Some further light is shed on the mystery in an interesting passage from the fifth Dalai Lama’s autobiography. During the summer of 1656, Tibet’s supreme pontiff records, one Mohamed Shafi, an envoy of the Mughal ruler of Bengal Shah Suja, arrived at court in Lhasa bearing gifts, and a request: “There is a deserted cave at the back of the Shun (area) called the ‘Crystal cavern’ (Shel dkar brag khung) which many people visit on the strength of an old wives’ tale (“Ri bong cal ‘drogs”, literally ‘rabbit’s mutterings’) that it is a meditation cave of Urgyen Rinpoché (Padmasambhava) with crystal pillars and beams. Just like the proverb of the mouse-hole and the far horizon (?), this nonsense has spread as far as India, and since a great deal of crystal was required to ornament the (Bengali) king’s throne, (the envoy) asked if he might take some. This kind of situation arises simply through the tendency of living beings to grasp illusory appearances as real, which is the root cause of their wanderings in Samsara.”

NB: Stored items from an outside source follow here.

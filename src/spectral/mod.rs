//! Spectral Filtering via Chebyshev Approximation
//!
//! Filters defined on a graph's eigenvalue interval `[0, λ_max]` are replaced
//! by truncated Chebyshev series, so a signal can be filtered with repeated
//! operator-vector products instead of an eigendecomposition.
//!
//! ## Pipeline
//!
//! ```text
//! FilterSpec ──► CoefficientEngine ──► ChebyshevCoefficients (K+1 × F)
//!                                              │
//!                      ┌───────────────────────┴──────────────────┐
//!                      ▼                                          ▼
//!            evaluate (points, F × P)                 filter (operator, N × F)
//!            Direct | Recursive                       three-term recurrence
//! ```
//!
//! ## Mathematical Background
//!
//! Chebyshev polynomials T_k(x) satisfy:
//! - T_0(x) = 1
//! - T_1(x) = x
//! - T_{k+1}(x) = 2x·T_k(x) - T_{k-1}(x)
//!
//! The interval `[0, λ_max]` is mapped onto `[-1, 1]` by `x' = 2x/λ_max - 1`;
//! for an operator the same map reads `L' = 2L/λ_max - I`.

mod approximation;
mod chebyshev;
mod coefficients;
mod evaluator;
mod operator;

pub use approximation::ChebyshevApproximation;
pub use chebyshev::{chebyshev_nodes, chebyshev_t};
pub use coefficients::{ChebyshevCoefficients, CoefficientEngine, FilterBank, FilterSpec, Kernel};
pub use evaluator::{evaluate_direct, evaluate_recursive, filter_recursive, EvalMethod};
pub use operator::{GraphOperator, RescaledOperator, SparseOperator};

use crate::diagnostics::{Diagnostic, DiagnosticsSink};
use crate::error::{ChebyshevError, Result};
use ndarray::{Array1, ArrayView1};

/// The interval `[0, λ_max]` holding a graph operator's spectrum
#[derive(Debug, Clone, Copy, PartialEq)]
pub struct SpectralDomain {
    lambda_max: f64,
}

impl SpectralDomain {
    /// Create a domain, rejecting non-positive or non-finite bounds
    pub fn new(lambda_max: f64) -> Result<Self> {
        if !(lambda_max.is_finite() && lambda_max > 0.0) {
            return Err(ChebyshevError::invalid_domain(lambda_max));
        }
        Ok(Self { lambda_max })
    }

    /// Upper spectral bound
    pub fn lambda_max(&self) -> f64 {
        self.lambda_max
    }

    /// Whether `x` lies in `[0, λ_max]`
    pub fn contains(&self, x: f64) -> bool {
        (0.0..=self.lambda_max).contains(&x)
    }

    /// Map one point from `[0, λ_max]` to `[-1, 1]`
    #[inline]
    pub fn rescale(&self, x: f64) -> f64 {
        2.0 * x / self.lambda_max - 1.0
    }

    /// Map one point from `[-1, 1]` back to `[0, λ_max]`
    #[inline]
    pub fn unscale(&self, t: f64) -> f64 {
        (t + 1.0) * self.lambda_max / 2.0
    }

    /// Describe the points of `x` outside the domain, if any
    pub fn check(&self, x: ArrayView1<f64>) -> Option<Diagnostic> {
        let count = x.iter().filter(|&&v| !self.contains(v)).count();
        if count == 0 {
            return None;
        }
        let min = x.iter().copied().fold(f64::INFINITY, f64::min);
        let max = x.iter().copied().fold(f64::NEG_INFINITY, f64::max);
        Some(Diagnostic::OutOfDomain {
            min,
            max,
            lambda_max: self.lambda_max,
            count,
        })
    }
}

/// Map evaluation points from `[0, λ_max]` onto `[-1, 1]`
///
/// Points outside the domain are still mapped (and later extrapolated), but a
/// [`Diagnostic::OutOfDomain`] is reported to `sink` first.
pub fn to_chebyshev_domain(
    x: ArrayView1<f64>,
    domain: &SpectralDomain,
    sink: &dyn DiagnosticsSink,
) -> Array1<f64> {
    if let Some(diagnostic) = domain.check(x) {
        sink.report(diagnostic);
    }
    x.mapv(|v| domain.rescale(v))
}

#[cfg(test)]
mod tests {
    use super::*;
    use crate::diagnostics::RecordingSink;
    use ndarray::array;

    #[test]
    fn test_domain_rejects_bad_bounds() {
        assert!(SpectralDomain::new(2.0).is_ok());
        for bad in [0.0, -1.0, f64::NAN, f64::INFINITY] {
            assert!(matches!(
                SpectralDomain::new(bad),
                Err(ChebyshevError::InvalidDomain { .. })
            ));
        }
    }

    #[test]
    fn test_rescale_endpoints() {
        let domain = SpectralDomain::new(4.0).unwrap();
        assert_eq!(domain.rescale(0.0), -1.0);
        assert_eq!(domain.rescale(2.0), 0.0);
        assert_eq!(domain.rescale(4.0), 1.0);
        assert_eq!(domain.unscale(domain.rescale(3.0)), 3.0);
    }

    #[test]
    fn test_out_of_domain_is_reported() {
        let domain = SpectralDomain::new(2.0).unwrap();
        let sink = RecordingSink::new();

        let inside = to_chebyshev_domain(array![0.0, 1.0, 2.0].view(), &domain, &sink);
        assert_eq!(inside, array![-1.0, 0.0, 1.0]);
        assert!(sink.is_empty());

        let outside = to_chebyshev_domain(array![-0.5, 1.0, 3.0].view(), &domain, &sink);
        assert_eq!(outside, array![-1.5, 0.0, 2.0]);
        assert_eq!(
            sink.events(),
            vec![Diagnostic::OutOfDomain {
                min: -0.5,
                max: 3.0,
                lambda_max: 2.0,
                count: 2
            }]
        );
    }
}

First of all, this passage confirms in some important respects the view we have formed so far of the site, as a holy mountain whose cave-hermitages were long abandoned, and whose claims to sanctity lay in the distant past and had no basis in orthodox Buddhist sources. It tells us in addition that ‘many’ pilgrims were visiting the Crystal Cave in the mid-seventeenth century. But the emphatic and dismissive tone of the piece could in itself tell us something more: the popular view of the Crystal Cave as sacred was no ordinary Samsaric mirage, it was a serious matter, as it seems that for the Great Fifth, as for the princess Wen-ch’eng of the ‘Mani Kahbum’, the place was not insignificant so much as malign, representing a threat whose suppression and exclusion was desirable.
Even as he wrote the passage, the learned author would have been aware of Shikpo Ling-pa’s activities at Khyung-tsang Drak a century earlier, and his disapproval of them is perhaps implicit in his curt dismissal of the Crystal Cave. According to the biographical sources, the Great Fifth’s antipathy to the so-called ‘Nang-Sok-Gong Sum’ trio of Nyingma-pa masters (sNang Sog Gong gsum ie; sNang rtse gter ston Zhig po gling pa, Sog zlog pa Blo gros rgyal mtshan, Gong ra lo chen gZhan phan rdo rje) related much more to political allegiances than explicit doctrinal differences or polemics, and one could also seek to understand the conflicting representations of Shun-ki Drak and the Crystal Cave in the context of the geo-political rivalries and schisms of the period.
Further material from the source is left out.